Consumer advocates who sponsored Speier's bill expressed disappointment, but are pinning their hopes on Speier's vow to reintroduce the bill next year.

"Let's keep the pressure on until we can get something else," said Elisa Odabashian, senior researcher with Consumers Union, the publisher of Consumer Reports.

Likewise, Mad About Milk, a consumer information effort funded by out-of-state dairies, saw the Speier bill as a foot in the door. "It lets us keep talking about it," said spokeswoman Audrie Krause.

Dairy representatives celebrated passage of the leaner bill Tuesday with hand-shaking and back-slapping inside and outside the hearing room.

They had vehemently opposed Speier's original bill, which removed the state's requirement that stores sell milk for no less than their cost plus overhead. Farmer and processor representatives feared that would put downward price pressure on them, and smaller grocers testified they were afraid large chains would slash prices just long enough to put them out of business.

Jim Tillison, executive director of the 1,500-dairy Alliance of Western Milk Producers, said the amended bill should fulfill Speier's intent of helping consumers by identifying where they can buy milk the most cheaply.

As now written, the Speier bill calls for the state to survey prices on all types of milk monthly in five stores in each of five regions.

The results from those stores, plus any others that voluntarily disclose their prices would be posted on the Internet and available through a toll-free number. Notification of the Web site address and the phone number would be displayed near the dairy case in all stores.

The state Department of Food and Agriculture estimated Tuesday that the survey program would cost more than $90,000 a year. Speier disputed those numbers, which could hurt the bill's chances of passing this year.

It was an exaggeration, Speier said, "to suggest the state needs to create a new fiefdom in the Department of Food and Agriculture."

Sen. Steve Peace (D-El Cajon) characterized as particularly absurd the estimated $31,500 cost of designing a database and Web site.

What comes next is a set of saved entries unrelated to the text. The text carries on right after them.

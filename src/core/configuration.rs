//! Configuration snapshots emitted by a run.

use super::error::RunError;
use super::rule::Rule;
use super::stack::Stack;
use super::state::State;
use serde::{Deserialize, Serialize};
use std::fmt;

/// One step of a run: state, unread input and stack, plus how it got here.
///
/// Configurations are immutable once emitted. The engine derives each step
/// from the previous one, so a caller keeping earlier snapshots sees a
/// faithful history.
#[derive(Clone, PartialEq, Eq, Debug, Serialize, Deserialize)]
#[serde(bound = "")]
pub struct Configuration<S: State> {
    pub state: S,
    pub remaining_input: String,
    pub stack: Stack,
    /// The rule that produced this step; `None` for the start snapshot and
    /// for the rejection snapshot.
    pub fired_rule: Option<Rule<S>>,
    /// Annotation carried over from the fired rule.
    pub rule_label: Option<String>,
    /// Set only on the final snapshot of a rejecting run.
    pub terminal_error: Option<RunError>,
}

impl<S: State> Configuration<S> {
    /// The start snapshot of a run.
    pub fn initial(state: S, input: &str, bottom_marker: char) -> Self {
        Self {
            state,
            remaining_input: input.to_string(),
            stack: Stack::new(bottom_marker),
            fired_rule: None,
            rule_label: None,
            terminal_error: None,
        }
    }

    /// The next unread input symbol.
    pub fn next_symbol(&self) -> Option<char> {
        self.remaining_input.chars().next()
    }

    pub fn input_exhausted(&self) -> bool {
        self.remaining_input.is_empty()
    }

    pub fn is_error(&self) -> bool {
        self.terminal_error.is_some()
    }
}

impl<S: State> fmt::Display for Configuration<S> {
    fn fmt(&self, f: &mut fmt::Formatter<'_>) -> fmt::Result {
        write!(
            f,
            "State: {}, Stack: {}, Remaining Input: {}",
            self.state.name(),
            self.stack,
            self.remaining_input
        )?;
        if let Some(rule) = &self.fired_rule {
            write!(f, ", Rule: {rule}")?;
        }
        if let Some(label) = &self.rule_label {
            write!(f, " [{label}]")?;
        }
        Ok(())
    }
}
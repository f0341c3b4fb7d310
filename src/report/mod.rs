//! Serializable records of finished runs.
//!
//! A [`RunReport`] captures the input, the outcome and every configuration
//! of one run, so a trace can be stored, shipped to a renderer, or compared
//! against a later run of the same definition.

use crate::core::{Outcome, State, Trace};
use crate::definition::Definition;
use chrono::{DateTime, Utc};
use serde::{Deserialize, Serialize};
use uuid::Uuid;

pub mod error;

pub use error::ReportError;

/// Version identifier for report format
pub const REPORT_VERSION: u32 = 1;

/// Serializable record of one finished run.
#[derive(Clone, Debug, Serialize, Deserialize)]
#[serde(bound = "")]
pub struct RunReport<S: State> {
    /// Report format version
    pub version: u32,

    /// Unique report identifier
    pub id: String,

    /// When the report was created
    pub created_at: DateTime<Utc>,

    /// The input string as given to the run
    pub input: String,

    /// Every configuration and the outcome
    pub trace: Trace<S>,
}

impl<S: State> RunReport<S> {
    /// Wrap an already collected trace.
    pub fn new(input: impl Into<String>, trace: Trace<S>) -> Self {
        Self {
            version: REPORT_VERSION,
            id: Uuid::new_v4().to_string(),
            created_at: Utc::now(),
            input: input.into(),
            trace,
        }
    }

    /// Run `input` to completion and record it.
    pub fn capture(definition: &Definition<S>, input: &str) -> Self {
        Self::new(input, definition.trace(input))
    }

    pub fn outcome(&self) -> &Outcome {
        self.trace.outcome()
    }

    pub fn to_json(&self) -> Result<String, ReportError> {
        serde_json::to_string_pretty(self)
            .map_err(|e| ReportError::SerializationFailed(e.to_string()))
    }

    pub fn from_json(json: &str) -> Result<Self, ReportError> {
        let report: Self = serde_json::from_str(json)
            .map_err(|e| ReportError::DeserializationFailed(e.to_string()))?;
        report.validate()
    }

    /// Compact binary encoding.
    pub fn to_bytes(&self) -> Result<Vec<u8>, ReportError> {
        bincode::serialize(self).map_err(|e| ReportError::SerializationFailed(e.to_string()))
    }

    pub fn from_bytes(bytes: &[u8]) -> Result<Self, ReportError> {
        let report: Self = bincode::deserialize(bytes)
            .map_err(|e| ReportError::DeserializationFailed(e.to_string()))?;
        report.validate()
    }

    fn validate(self) -> Result<Self, ReportError> {
        if self.version != REPORT_VERSION {
            return Err(ReportError::UnsupportedVersion {
                found: self.version,
                supported: REPORT_VERSION,
            });
        }

        let Some(first) = self.trace.configurations().first() else {
            return Err(ReportError::EmptyTrace);
        };
        if first.remaining_input != self.input {
            return Err(ReportError::InputMismatch {
                trace_input: first.remaining_input.clone(),
                report_input: self.input,
            });
        }

        let closing_error = self.trace.last().and_then(|c| c.terminal_error.as_ref());
        if closing_error != self.trace.outcome().error() {
            return Err(ReportError::OutcomeMismatch);
        }

        Ok(self)
    }
}
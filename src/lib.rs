//! Pushdown: a deterministic pushdown automaton engine
//!
//! Pushdown runs hand-written DPDA transition tables over input strings and
//! yields every intermediate configuration, lazily, one step at a time.
//! The core is pure: a [`Definition`](definition::Definition) is immutable,
//! each run owns its own stack, and every emitted
//! [`Configuration`](core::Configuration) is a snapshot that never changes.
//!
//! # Core Concepts
//!
//! - **Definition**: states, alphabets, transition table, start configuration
//!   and acceptance mode
//! - **Rules**: keyed by `(state, input symbol or λ, stack top or *)`, with an
//!   ordered stack action list
//! - **Run**: an iterator of configurations ending in acceptance or a terminal error
//! - **Validation**: authoring checks that report every problem at once
//!
//! # Example
//!
//! ```rust
//! use pushdown::builder::{input_rule, DefinitionBuilder};
//! use pushdown::core::StackMatch::{Any, Top};
//! use pushdown::core::StackOp::{Pop, Push};
//! use pushdown::state_enum;
//!
//! state_enum! {
//!     enum Balanced {
//!         Pushing,
//!         Popping,
//!         Accept,
//!     }
//! }
//! use Balanced::{Accept, Popping, Pushing};
//!
//! let definition = DefinitionBuilder::new()
//!     .states([Pushing, Popping, Accept])
//!     .input_alphabet("ab$")
//!     .stack_alphabet("AZ")
//!     .bottom_marker('Z')
//!     .initial(Pushing)
//!     .accepting([Accept])
//!     .rules([
//!         input_rule(Pushing, 'a', Any, Pushing, vec![Push('A')]),
//!         input_rule(Pushing, 'b', Top('A'), Popping, vec![Pop]),
//!         input_rule(Popping, 'b', Top('A'), Popping, vec![Pop]),
//!         input_rule(Popping, '$', Top('Z'), Accept, vec![]),
//!     ])
//!     .build()
//!     .unwrap();
//!
//! let steps: Vec<_> = definition.run("aabb$").collect();
//! assert_eq!(steps.len(), 6);
//! assert_eq!(steps[5].state, Balanced::Accept);
//! assert!(definition.accepts(&steps[5]));
//!
//! let rejected = definition.trace("aab$");
//! assert!(rejected.error().is_some());
//! ```

pub mod builder;
pub mod core;
pub mod definition;
pub mod machine;
pub mod report;
pub mod validation;

// Re-export commonly used types
pub use builder::{BuildError, DefinitionBuilder, RuleBuilder};
pub use core::{
    Configuration, Outcome, Rule, RunError, Stack, StackMatch, StackOp, State, StateId, Trigger,
};
pub use definition::{AcceptanceMode, Definition};
pub use machine::{run, Run};
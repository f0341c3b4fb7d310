//! The lazy step-sequence producer.

use crate::core::{Configuration, Outcome, Rule, RunError, Stack, State, Trace, Trigger};
use crate::definition::Definition;
use crate::machine::resolve::{resolve, Resolution};
use std::iter::FusedIterator;
use tracing::{debug, trace};

/// Where a run stands between snapshots.
struct Cursor<S: State> {
    state: S,
    // bytes of input already read
    consumed: usize,
    stack: Stack,
}

impl<S: State> Cursor<S> {
    fn fire(&self, rule: &Rule<S>) -> Self {
        let consumed = match rule.trigger {
            Trigger::Input(symbol) => self.consumed + symbol.len_utf8(),
            Trigger::Lambda => self.consumed,
        };
        Self {
            state: rule.to.clone(),
            consumed,
            stack: self.stack.apply(&rule.actions),
        }
    }
}

enum Phase<S: State> {
    Start(Cursor<S>),
    Running(Cursor<S>),
    Finished(Outcome),
}

/// Result of advancing a run by one step.
enum Step<S: State> {
    Emit(Configuration<S>),
    Done(Outcome),
}

/// One execution of a definition over one input string.
///
/// `Run` is a forward-only iterator of [`Configuration`] snapshots: the start
/// snapshot first, then one snapshot per fired rule. It ends after the
/// accepting snapshot, or after a single snapshot carrying
/// [`terminal_error`](Configuration::terminal_error). To replay, start a new
/// run.
///
/// Each run owns its own stack and snapshots; dropping it at any point is
/// safe. Snapshots share stack cells with each other, so yielding one costs
/// a copy of the unread input and nothing proportional to the stack depth.
///
/// # Precondition
///
/// The definition must not contain lambda cycles that leave state and stack
/// unchanged. Such a definition never terminates. Single-rule no-op lambdas
/// are rejected at build time; longer cycles are not detected.
///
/// # Example
///
/// ```rust
/// use pushdown::builder::{DefinitionBuilder, RuleBuilder};
/// use pushdown::core::{Outcome, StateId};
///
/// let p = StateId::from("p");
/// let definition = DefinitionBuilder::new()
///     .states([p.clone()])
///     .input_alphabet("a")
///     .stack_alphabet("AZ")
///     .bottom_marker('Z')
///     .initial(p.clone())
///     .accepting([p.clone()])
///     .rule_with(RuleBuilder::new().from(p.clone()).on('a').any_top().to(p.clone()))
///     .and_then(|b| b.build())
///     .unwrap();
///
/// let mut run = definition.run("aa");
/// assert_eq!(run.next().unwrap().remaining_input, "aa");
/// assert_eq!(run.next().unwrap().remaining_input, "a");
/// assert_eq!(run.next().unwrap().remaining_input, "");
/// assert!(run.next().is_none());
/// assert_eq!(run.outcome(), Some(&Outcome::Accepted));
/// ```
pub struct Run<'a, S: State> {
    definition: &'a Definition<S>,
    input: String,
    phase: Phase<S>,
    steps: usize,
}

/// Start a run of `definition` over `input`.
pub fn run<'a, S: State>(definition: &'a Definition<S>, input: &str) -> Run<'a, S> {
    let start = Cursor {
        state: definition.initial_state().clone(),
        consumed: 0,
        stack: Stack::new(definition.bottom_marker()),
    };
    Run {
        definition,
        input: input.to_string(),
        phase: Phase::Start(start),
        steps: 0,
    }
}

impl<'a, S: State> Run<'a, S> {
    pub fn definition(&self) -> &'a Definition<S> {
        self.definition
    }

    /// How the run ended; `None` until the sequence is exhausted.
    pub fn outcome(&self) -> Option<&Outcome> {
        match &self.phase {
            Phase::Finished(outcome) => Some(outcome),
            _ => None,
        }
    }

    /// Number of rules fired so far.
    pub fn steps(&self) -> usize {
        self.steps
    }

    /// Consume the rest of the run into a [`Trace`].
    pub fn into_trace(mut self) -> Trace<S> {
        let mut configurations = Vec::new();
        loop {
            match self.step() {
                Step::Emit(configuration) => configurations.push(configuration),
                Step::Done(outcome) => return Trace::new(configurations, outcome),
            }
        }
    }

    fn snapshot(&self, cursor: &Cursor<S>, rule: Option<&Rule<S>>) -> Configuration<S> {
        Configuration {
            state: cursor.state.clone(),
            remaining_input: self.input[cursor.consumed..].to_string(),
            stack: cursor.stack.clone(),
            fired_rule: rule.cloned(),
            rule_label: rule.and_then(|r| r.label.clone()),
            terminal_error: None,
        }
    }

    fn step(&mut self) -> Step<S> {
        let phase = std::mem::replace(&mut self.phase, Phase::Finished(Outcome::Accepted));
        let cursor = match phase {
            Phase::Start(cursor) => {
                trace!(
                    state = cursor.state.name(),
                    input = %self.input,
                    "run started"
                );
                let start = self.snapshot(&cursor, None);
                self.phase = Phase::Running(cursor);
                return Step::Emit(start);
            }
            Phase::Running(cursor) => cursor,
            Phase::Finished(outcome) => {
                self.phase = Phase::Finished(outcome.clone());
                return Step::Done(outcome);
            }
        };

        let top = cursor.stack.top();
        let next_symbol = self.input[cursor.consumed..].chars().next();
        match resolve(self.definition, &cursor.state, top, next_symbol) {
            Resolution::Fire(rule) => {
                let next = cursor.fire(rule);
                self.steps += 1;
                let snapshot = self.snapshot(&next, Some(rule));
                trace!(
                    step = self.steps,
                    rule = %rule,
                    state = snapshot.state.name(),
                    stack = %snapshot.stack,
                    remaining = snapshot.remaining_input.chars().count(),
                    "fired rule"
                );
                self.phase = Phase::Running(next);
                Step::Emit(snapshot)
            }
            Resolution::Halt => self.finish(cursor),
            Resolution::Stuck(error) => self.reject(cursor, error),
        }
    }

    fn finish(&mut self, cursor: Cursor<S>) -> Step<S> {
        if self.definition.accepts_at_end(&cursor.state, &cursor.stack) {
            debug!(
                state = cursor.state.name(),
                steps = self.steps,
                "input accepted"
            );
            self.phase = Phase::Finished(Outcome::Accepted);
            return Step::Done(Outcome::Accepted);
        }
        let error = RunError::NotAcceptedAtExhaustion {
            state: cursor.state.name().to_string(),
        };
        self.reject(cursor, error)
    }

    fn reject(&mut self, cursor: Cursor<S>, error: RunError) -> Step<S> {
        debug!(%error, steps = self.steps, "input rejected");
        let mut rejected = self.snapshot(&cursor, None);
        rejected.terminal_error = Some(error.clone());
        self.phase = Phase::Finished(Outcome::Rejected(error));
        Step::Emit(rejected)
    }
}

impl<S: State> Iterator for Run<'_, S> {
    type Item = Configuration<S>;

    fn next(&mut self) -> Option<Self::Item> {
        match self.step() {
            Step::Emit(configuration) => Some(configuration),
            Step::Done(_) => None,
        }
    }
}

impl<S: State> FusedIterator for Run<'_, S> {}
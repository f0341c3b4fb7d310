//! Individual definition checks.
//!
//! Each check returns a `Validation` so that [`validate`](super::validate)
//! can accumulate every violation instead of stopping at the first one.

use crate::core::{Rule, RuleKey, Stack, StackMatch, StackOp, State, Trigger};
use crate::definition::DefinitionParts;
use crate::validation::violations::DefinitionViolation;
use std::collections::HashSet;
use stillwater::validation::Validation;
use stillwater::NonEmptyVec;

pub(crate) type Check = Validation<(), NonEmptyVec<DefinitionViolation>>;

fn require(condition: bool, violation: impl FnOnce() -> DefinitionViolation) -> Check {
    if condition {
        Validation::success(())
    } else {
        Validation::fail(violation())
    }
}

pub(crate) fn known_state<S: State>(parts: &DefinitionParts<S>, state: &S, role: &str) -> Check {
    require(parts.states.contains(state), || {
        DefinitionViolation::UnknownState {
            state: state.name().to_string(),
            role: role.to_string(),
        }
    })
}

pub(crate) fn known_input_symbol<S: State>(
    parts: &DefinitionParts<S>,
    symbol: char,
    role: &str,
) -> Check {
    require(parts.input_alphabet.contains(&symbol), || {
        DefinitionViolation::UnknownInputSymbol {
            symbol,
            role: role.to_string(),
        }
    })
}

pub(crate) fn known_stack_symbol<S: State>(
    parts: &DefinitionParts<S>,
    symbol: char,
    role: &str,
) -> Check {
    require(parts.stack_alphabet.contains(&symbol), || {
        DefinitionViolation::UnknownStackSymbol {
            symbol,
            role: role.to_string(),
        }
    })
}

/// Every check that concerns a single rule.
pub(crate) fn rule_checks<S: State>(parts: &DefinitionParts<S>, rule: &Rule<S>) -> Vec<Check> {
    let mut checks = vec![
        known_state(parts, &rule.from, "rule source"),
        known_state(parts, &rule.to, "rule target"),
    ];

    if let Trigger::Input(symbol) = rule.trigger {
        checks.push(known_input_symbol(parts, symbol, "rule input"));
    }
    if let StackMatch::Top(symbol) = rule.stack_top {
        checks.push(known_stack_symbol(parts, symbol, "rule stack top"));
    }
    for op in &rule.actions {
        if let StackOp::Push(symbol) = op {
            checks.push(known_stack_symbol(parts, *symbol, "pushed symbol"));
        }
    }

    if rule.is_lambda() {
        checks.push(lambda_names_stack_top(rule));
        checks.push(lambda_makes_progress(parts, rule));
    }

    checks
}

fn lambda_names_stack_top<S: State>(rule: &Rule<S>) -> Check {
    require(rule.stack_top != StackMatch::Any, || {
        DefinitionViolation::LambdaOnWildcard {
            rule: rule.to_string(),
        }
    })
}

/// Fire the rule on a stack holding just its key symbol and compare.
fn lambda_makes_progress<S: State>(parts: &DefinitionParts<S>, rule: &Rule<S>) -> Check {
    let StackMatch::Top(top) = rule.stack_top else {
        return Validation::success(());
    };
    if rule.from != rule.to {
        return Validation::success(());
    }

    let before = if top == parts.bottom_marker {
        Stack::new(parts.bottom_marker)
    } else {
        Stack::new(parts.bottom_marker).push(top)
    };
    let after = before.apply(&rule.actions);

    require(after != before, || DefinitionViolation::NoOpLambda {
        rule: rule.to_string(),
    })
}

/// One failure per key that appears more than once.
pub(crate) fn unique_keys<S: State>(rules: &[Rule<S>]) -> Vec<Check> {
    let mut seen: HashSet<RuleKey<S>> = HashSet::new();
    let mut reported: HashSet<RuleKey<S>> = HashSet::new();
    let mut checks = Vec::new();

    for rule in rules {
        let key = rule.key();
        if !seen.insert(key.clone()) && reported.insert(key.clone()) {
            checks.push(Validation::fail(DefinitionViolation::DuplicateRule {
                key: key.to_string(),
            }));
        }
    }

    checks
}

The price data the state would collect each month under the bill would be great research for future legislation, Speier said. Odabashian agreed, saying it could prove whether price cuts made during the heat of the lobbying against the bill the last few months will be sustained.

Behind the scenes, Speier has accused bill foes on the Senate Agriculture and Water Resources Committee of being beholden to the dairy industry. During Tuesday's hearing she lashed out at them publicly, telling committee Chairman Jim Costa (D-Fresno) that "if the [original] bill were taken to any other committee it would . . . be on the Senate floor by now."

A red-faced Costa--born into a San Joaquin Valley dairy family--voted for the gutted bill but gave Speier a private tongue-lashing after the hearing.

Costa had previously said he agreed that decades-old state dairy policies needed updating, but thought the Speier and the Bowen approaches were misguided.

Annual surveys by Consumers Union have repeatedly shown that milk is sold more cheaply at small mom-and-pop stores than at large grocery chains, despite economies of scale at the larger stores. By the same token, consumer buying studies show that people buy their milk wherever they shop for the rest of their groceries.